I actually think of you every day. Isn’t that kind of amazing? There I am with my “to do” list,” sitting at the computer doing work, cooking, or driving, and boom, your face will pop into my mind, your long fingernails painted misty mauve, your uniquely “you” smile that only got better with age, your passion for bargain shopping. I think of your optimism, your wit, your aptitude for throwing together a meal that could have been served in a restaurant, your laugh. I think about how you embraced getting older with the same kind of joy a middle-of the-night bottle gives to a screaming baby.
You were really good at loving me. In fact, you gave me so much love that I’m now able to give it to other people.
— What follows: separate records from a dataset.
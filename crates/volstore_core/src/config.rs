//! Store configuration.

use volstore_storage::{Alignment, StorageConfig};

/// Configuration for opening a volume store.
#[derive(Debug, Clone)]
pub struct StoreConfig {
    /// Backend adapter configuration, including the needle alignment unit.
    pub storage: StorageConfig,

    /// Bytes copied between two compaction progress samples.
    pub compaction_batch_bytes: u64,

    /// Whether to sync the data file after every needle write.
    pub sync_on_write: bool,

    /// Whether `open_volume` creates a volume that does not exist.
    pub create_if_missing: bool,
}

impl Default for StoreConfig {
    fn default() -> Self {
        Self {
            storage: StorageConfig::default(),
            compaction_batch_bytes: 1024 * 1024, // 1 MiB
            sync_on_write: false,
            create_if_missing: true,
        }
    }
}

impl StoreConfig {
    /// Creates a new configuration with default values.
    #[must_use]
    pub fn new() -> Self {
        Self::default()
    }

    /// Sets the backend adapter configuration.
    #[must_use]
    pub fn storage(mut self, storage: StorageConfig) -> Self {
        self.storage = storage;
        self
    }

    /// Sets the compaction progress batch size. Zero is clamped to one byte.
    #[must_use]
    pub fn compaction_batch_bytes(mut self, bytes: u64) -> Self {
        self.compaction_batch_bytes = bytes.max(1);
        self
    }

    /// Sets whether to sync after every needle write.
    #[must_use]
    pub const fn sync_on_write(mut self, value: bool) -> Self {
        self.sync_on_write = value;
        self
    }

    /// Sets whether to create missing volumes on open.
    #[must_use]
    pub const fn create_if_missing(mut self, value: bool) -> Self {
        self.create_if_missing = value;
        self
    }

    /// Returns the needle alignment unit.
    #[must_use]
    pub fn alignment(&self) -> Alignment {
        self.storage.alignment
    }
}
You put up with my teenage arrogance/confusion/Sybil-like behavior with a kind of grace that’s hard to come by. You took me to all those ballet lessons, up those three flights of stairs, and shared all those post-pirouetting Big Macs with me. You created a summer tradition by finding that little house on the Cape and bringing me there for a month every summer, offering me some of the best and happiest memories I have. But mostly, MOSTLY, mom, you assured me that whatever was wrong could be solved and that if I tried to do something, I could. With a difficult dad (and here was your major flaw–you should have left him), you tried to give me what I needed to go out there in the world and be ok. I know it wasn’t easy for you. I knew then, but I know better now, as an adult and a mom, just how difficult this must have been. And I know you mustered all your strength because you wanted me to be more than you. It’s funny, because all these years, I have longed to be as much as you.
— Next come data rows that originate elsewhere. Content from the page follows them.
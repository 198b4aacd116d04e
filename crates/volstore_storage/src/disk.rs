//! Local disk backend.

use crate::backend::{Backend, BackendKind};
use crate::config::StorageConfig;
use crate::error::{StorageError, StorageResult};
use crate::file::{readable_len, Alignment, FileStat, StorageFile};
use parking_lot::Mutex;
use std::fs::{self, File, OpenOptions};
use std::io::{self, Read, Seek, SeekFrom, Write};
use std::path::{Path, PathBuf};
use std::time::SystemTime;
use tracing::{debug, trace};

/// A storage file on a local filesystem.
///
/// The file keeps one persistent OS handle for its lifetime. Local disks
/// support positional writes and native truncation, so no copy is needed
/// to shrink.
///
/// # Durability
///
/// - `write_at()` pushes data to the OS
/// - `sync()` calls `File::sync_all()` to ensure data is on disk
///
/// # Example
///
/// ```no_run
/// use volstore_storage::{Alignment, DiskFile, StorageFile};
/// use std::path::Path;
///
/// let mut file = DiskFile::open(Path::new("1.g0.dat"), Alignment::DEFAULT).unwrap();
/// file.write_at(&[1, 2, 3, 4, 5, 6, 7, 8], 0).unwrap();
/// file.sync().unwrap();
/// ```
#[derive(Debug)]
pub struct DiskFile {
    name: String,
    file: Mutex<Option<File>>,
    size: u64,
    modified: SystemTime,
    empty: bool,
    alignment: Alignment,
}

impl DiskFile {
    /// Opens or creates a disk file at the given path.
    ///
    /// # Errors
    ///
    /// Returns [`StorageError::ConnectFailed`] if the file cannot be opened or created.
    pub fn open(path: &Path, alignment: Alignment) -> StorageResult<Self> {
        let name = path.display().to_string();
        let file = OpenOptions::new()
            .read(true)
            .write(true)
            .create(true)
            .truncate(false)
            .open(path)
            .map_err(|e| StorageError::connect_failed(&name, e))?;

        let metadata = file
            .metadata()
            .map_err(|e| StorageError::connect_failed(&name, e))?;
        let physical = metadata.len();
        let size = alignment.align_up(physical);
        if size != physical {
            debug!(path = %name, physical, size, "padded file size to alignment");
        }

        Ok(Self {
            name,
            file: Mutex::new(Some(file)),
            size,
            modified: metadata.modified().unwrap_or_else(|_| SystemTime::now()),
            empty: physical == 0,
            alignment,
        })
    }

    fn closed(&self) -> StorageError {
        StorageError::closed(&self.name)
    }
}

impl StorageFile for DiskFile {
    fn read_at(&self, buf: &mut [u8], offset: u64) -> StorageResult<usize> {
        let mut guard = self.file.lock();
        let file = guard.as_mut().ok_or_else(|| self.closed())?;

        if self.empty || offset >= self.size {
            return Err(StorageError::end_of_stream(&self.name, offset));
        }

        let want = readable_len(self.size, offset, buf.len());
        file.seek(SeekFrom::Start(offset))
            .map_err(|e| StorageError::seek(&self.name, offset, e))?;

        let mut filled = 0;
        while filled < want {
            match file.read(&mut buf[filled..want]) {
                Ok(0) => break,
                Ok(n) => filled += n,
                Err(e) if e.kind() == io::ErrorKind::Interrupted => {}
                Err(e) => return Err(StorageError::read(&self.name, offset, e)),
            }
        }
        // Bytes between the physical end and the padded size read as zeros.
        buf[filled..want].fill(0);

        trace!(path = %self.name, offset, len = want, "read");
        Ok(want)
    }

    fn write_at(&mut self, buf: &[u8], offset: u64) -> StorageResult<usize> {
        let mut guard = self.file.lock();
        let file = guard
            .as_mut()
            .ok_or_else(|| StorageError::closed(&self.name))?;

        self.alignment.check_offset(&self.name, offset)?;
        if buf.is_empty() {
            return Ok(0);
        }

        let padded = self.alignment.pad(buf);
        file.seek(SeekFrom::Start(offset))
            .map_err(|e| StorageError::seek(&self.name, offset, e))?;
        file.write_all(&padded)
            .map_err(|e| StorageError::write(&self.name, offset, e))?;

        let end = offset + padded.len() as u64;
        if end > self.size {
            self.size = end;
            self.modified = SystemTime::now();
        }
        self.empty = false;

        trace!(path = %self.name, offset, len = buf.len(), padded = padded.len(), "write");
        Ok(buf.len())
    }

    fn truncate(&mut self, new_size: u64) -> StorageResult<()> {
        let guard = self.file.lock();
        let file = guard
            .as_ref()
            .ok_or_else(|| StorageError::closed(&self.name))?;

        file.set_len(new_size)
            .map_err(|e| StorageError::write(&self.name, new_size, e))?;
        file.sync_all()
            .map_err(|e| StorageError::write(&self.name, new_size, e))?;

        debug!(path = %self.name, from = self.size, to = new_size, "truncated");
        self.size = new_size;
        self.modified = SystemTime::now();
        self.empty = new_size == 0;
        Ok(())
    }

    fn sync(&mut self) -> StorageResult<()> {
        let guard = self.file.lock();
        let file = guard.as_ref().ok_or_else(|| self.closed())?;
        file.sync_all()
            .map_err(|e| StorageError::write(&self.name, self.size, e))
    }

    fn close(&mut self) -> StorageResult<()> {
        if let Some(file) = self.file.lock().take() {
            file.sync_all()
                .map_err(|e| StorageError::write(&self.name, self.size, e))?;
            debug!(path = %self.name, "closed");
        }
        Ok(())
    }

    fn stat(&self) -> StorageResult<FileStat> {
        if self.file.lock().is_none() {
            return Err(self.closed());
        }
        Ok(FileStat {
            size: self.size,
            modified: self.modified,
        })
    }

    fn name(&self) -> &str {
        &self.name
    }
}

/// A backend adapter over one local directory.
#[derive(Debug)]
pub struct DiskBackend {
    root: PathBuf,
    alignment: Alignment,
}

impl DiskBackend {
    /// Opens a disk backend rooted at `root`, creating the directory if needed.
    ///
    /// # Errors
    ///
    /// Returns [`StorageError::ConnectFailed`] if the directory cannot be created.
    pub fn open(root: &Path, config: &StorageConfig) -> StorageResult<Self> {
        fs::create_dir_all(root)
            .map_err(|e| StorageError::connect_failed(root.display().to_string(), e))?;
        Ok(Self {
            root: root.to_path_buf(),
            alignment: config.alignment,
        })
    }

    /// Returns the root directory.
    #[must_use]
    pub fn root(&self) -> &Path {
        &self.root
    }

    /// Syncs the root directory so renames and removals are durable.
    #[cfg(unix)]
    fn sync_directory(&self) -> io::Result<()> {
        File::open(&self.root)?.sync_all()
    }

    #[cfg(not(unix))]
    fn sync_directory(&self) -> io::Result<()> {
        // NTFS journals metadata; directory handles cannot be fsynced.
        Ok(())
    }
}

impl Backend for DiskBackend {
    fn kind(&self) -> BackendKind {
        BackendKind::Local
    }

    fn open(&self, name: &str) -> StorageResult<Box<dyn StorageFile>> {
        let file = DiskFile::open(&self.root.join(name), self.alignment)?;
        Ok(Box::new(file))
    }

    fn exists(&self, name: &str) -> StorageResult<bool> {
        Ok(self.root.join(name).exists())
    }

    fn remove(&self, name: &str) -> StorageResult<()> {
        match fs::remove_file(self.root.join(name)) {
            Ok(()) => {
                self.sync_directory()?;
                Ok(())
            }
            Err(e) if e.kind() == io::ErrorKind::NotFound => Ok(()),
            Err(e) => Err(e.into()),
        }
    }

    fn rename(&self, from: &str, to: &str) -> StorageResult<()> {
        fs::rename(self.root.join(from), self.root.join(to))?;
        self.sync_directory()?;
        Ok(())
    }

    fn list(&self, prefix: &str) -> StorageResult<Vec<String>> {
        let mut names = Vec::new();
        for entry in fs::read_dir(&self.root)? {
            let entry = entry?;
            if !entry.file_type()?.is_file() {
                continue;
            }
            if let Some(name) = entry.file_name().to_str() {
                if name.starts_with(prefix) {
                    names.push(name.to_string());
                }
            }
        }
        names.sort();
        Ok(names)
    }

    fn reserve(&self, bytes: u64) -> StorageResult<()> {
        let available = fs2::available_space(&self.root)?;
        if bytes > available {
            return Err(StorageError::Io(io::Error::new(
                io::ErrorKind::Other,
                format!(
                    "cannot reserve {bytes} bytes under {}: only {available} available",
                    self.root.display()
                ),
            )));
        }
        Ok(())
    }
}

#[cfg(test)]
mod tests {
    use super::*;
    use tempfile::tempdir;

    fn open_file(dir: &Path) -> DiskFile {
        DiskFile::open(&dir.join("test.dat"), Alignment::DEFAULT).unwrap()
    }

    #[test]
    fn disk_create_new_is_empty() {
        let dir = tempdir().unwrap();
        let file = open_file(dir.path());
        assert_eq!(file.stat().unwrap().size, 0);
        assert!(dir.path().join("test.dat").exists());
    }

    #[test]
    fn disk_read_empty_is_end_of_stream() {
        let dir = tempdir().unwrap();
        let file = open_file(dir.path());
        let mut buf = [0u8; 4];
        assert!(matches!(
            file.read_at(&mut buf, 0),
            Err(StorageError::EndOfStream { offset: 0, .. })
        ));
    }

    #[test]
    fn disk_write_and_read() {
        let dir = tempdir().unwrap();
        let mut file = open_file(dir.path());

        assert_eq!(file.write_at(b"hello world!", 0).unwrap(), 12);
        assert_eq!(file.stat().unwrap().size, 16);

        let mut buf = [0u8; 12];
        file.read_exact_at(&mut buf, 0).unwrap();
        assert_eq!(&buf, b"hello world!");
    }

    #[test]
    fn disk_unaligned_write_fails() {
        let dir = tempdir().unwrap();
        let mut file = open_file(dir.path());
        assert!(matches!(
            file.write_at(b"x", 3),
            Err(StorageError::Alignment { offset: 3, .. })
        ));
    }

    #[test]
    fn disk_reopen_pads_size() {
        let dir = tempdir().unwrap();
        let path = dir.path().join("test.dat");
        fs::write(&path, b"hello").unwrap();

        let file = DiskFile::open(&path, Alignment::DEFAULT).unwrap();
        assert_eq!(file.stat().unwrap().size, 8);

        let mut buf = [0xffu8; 8];
        assert_eq!(file.read_at(&mut buf, 0).unwrap(), 8);
        assert_eq!(&buf, b"hello\0\0\0");
    }

    #[test]
    fn disk_shrink_keeps_prefix() {
        let dir = tempdir().unwrap();
        let mut file = open_file(dir.path());
        file.write_at(&[1, 2, 3, 4, 5, 6, 7, 8], 0).unwrap();
        assert_eq!(file.stat().unwrap().size, 8);

        file.truncate(4).unwrap();
        let mut buf = [0u8; 4];
        assert_eq!(file.read_at(&mut buf, 0).unwrap(), 4);
        assert_eq!(buf, [1, 2, 3, 4]);
        assert!(file.read_at(&mut buf, 4).unwrap_err().is_end_of_stream());
    }

    #[test]
    fn disk_extend_fills_zeros() {
        let dir = tempdir().unwrap();
        let mut file = open_file(dir.path());
        file.write_at(&[7; 8], 0).unwrap();
        file.truncate(20).unwrap();

        let mut buf = [0xffu8; 12];
        file.read_exact_at(&mut buf, 8).unwrap();
        assert_eq!(buf, [0; 12]);
        assert_eq!(file.stat().unwrap().size, 20);
    }

    #[test]
    fn disk_truncate_to_zero_is_empty() {
        let dir = tempdir().unwrap();
        let mut file = open_file(dir.path());
        file.write_at(&[7; 8], 0).unwrap();
        file.truncate(0).unwrap();

        let mut buf = [0u8; 1];
        assert!(file.read_at(&mut buf, 0).unwrap_err().is_end_of_stream());
    }

    #[test]
    fn disk_close_twice_and_use_after_close() {
        let dir = tempdir().unwrap();
        let mut file = open_file(dir.path());
        file.close().unwrap();
        file.close().unwrap();

        assert!(matches!(file.stat(), Err(StorageError::Closed { .. })));
        assert!(matches!(
            file.write_at(&[0; 8], 0),
            Err(StorageError::Closed { .. })
        ));
    }

    #[test]
    fn disk_backend_namespace_operations() {
        let dir = tempdir().unwrap();
        let backend = DiskBackend::open(dir.path(), &StorageConfig::default()).unwrap();

        let mut file = backend.open("1.g0.dat").unwrap();
        file.write(&[1; 8]).unwrap();
        file.close().unwrap();

        assert!(backend.exists("1.g0.dat").unwrap());
        backend.rename("1.g0.dat", "1.g1.dat").unwrap();
        assert_eq!(backend.list("1.").unwrap(), vec!["1.g1.dat".to_string()]);

        backend.remove("1.g1.dat").unwrap();
        backend.remove("1.g1.dat").unwrap();
        assert!(backend.list("1.").unwrap().is_empty());
    }

    #[test]
    fn disk_backend_reserve_rejects_absurd_hint() {
        let dir = tempdir().unwrap();
        let backend = DiskBackend::open(dir.path(), &StorageConfig::default()).unwrap();
        assert!(backend.reserve(0).is_ok());
        assert!(backend.reserve(u64::MAX).is_err());
    }
}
I hate that you never got to meet my children as much as I hate racism, climate change and liver. Sometimes I think about what I’d give to have a chance to introduce you to them–I cook up all sorts of wacky scenarios in which I’d trade a shortened life span, my house, an inability to lose weight just to be able to give you and my kids a day with each other. But they know you, through me and through themselves, because you show up in all sorts of way, all the time. Ally has your sense of humor. Jake has your compassionate ear. And all three of us love to eat and laugh. But I will never quite get over the ridiculous and cruel fact that you didn’t get to experience these magical grandchildren of yours. It seems impossible that the timing just didn’t synch up, and you missed each other.
Well, anyway, happy mother’s day. I know you’re around, in my flower arrangements and my sauce, my keen ability to get a designer label at half price, and my crazy love for my kids. I miss you. Like, a lot. I wish you could stop by today and give me a hug. Anyway, just know that I’m thinking about you today. Just like I do every day.